# Task description
Your answer is one number, how many lines in the entries include "usize".

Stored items
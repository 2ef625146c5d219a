use crate::descriptor::FileDescriptor;
use serde::Serialize;
use std::collections::BTreeMap;

#[derive(Debug, Clone, Default, PartialEq, Eq, Serialize)]
pub struct SelectionStats {
    pub total_files: usize,
    pub selected_files: usize,
    pub total_bytes: u64,
    pub selected_bytes: u64,
    /// File count per extension over all scanned files.
    pub by_extension: BTreeMap<String, usize>,
}

impl SelectionStats {
    pub fn compute(files: &[FileDescriptor]) -> Self {
        files.iter().fold(Self::default(), |mut stats, file| {
            stats.total_files += 1;
            stats.total_bytes += file.size;
            if file.is_selected {
                stats.selected_files += 1;
                stats.selected_bytes += file.size;
            }
            *stats
                .by_extension
                .entry(file.extension.to_lowercase())
                .or_default() += 1;
            stats
        })
    }
}

#[cfg(test)]
mod tests {
    use super::*;

    fn file(path: &str, size: u64, selected: bool) -> FileDescriptor {
        let mut d = FileDescriptor::from_path(path);
        d.size = size;
        d.is_selected = selected;
        d
    }

    #[test]
    fn totals_and_extension_counts() {
        let stats = SelectionStats::compute(&[
            file("/p/a.py", 10, true),
            file("/p/b.py", 5, false),
            file("/p/C.TS", 7, true),
        ]);
        assert_eq!(stats.total_files, 3);
        assert_eq!(stats.selected_files, 2);
        assert_eq!(stats.total_bytes, 22);
        assert_eq!(stats.selected_bytes, 17);
        let exts: Vec<_> = stats.by_extension.iter().map(|(k, v)| (k.as_str(), *v)).collect();
        assert_eq!(exts, vec![(".py", 2), (".ts", 1)]);
    }

    #[test]
    fn empty_input() {
        assert_eq!(SelectionStats::compute(&[]), SelectionStats::default());
    }
}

# Output of the task
3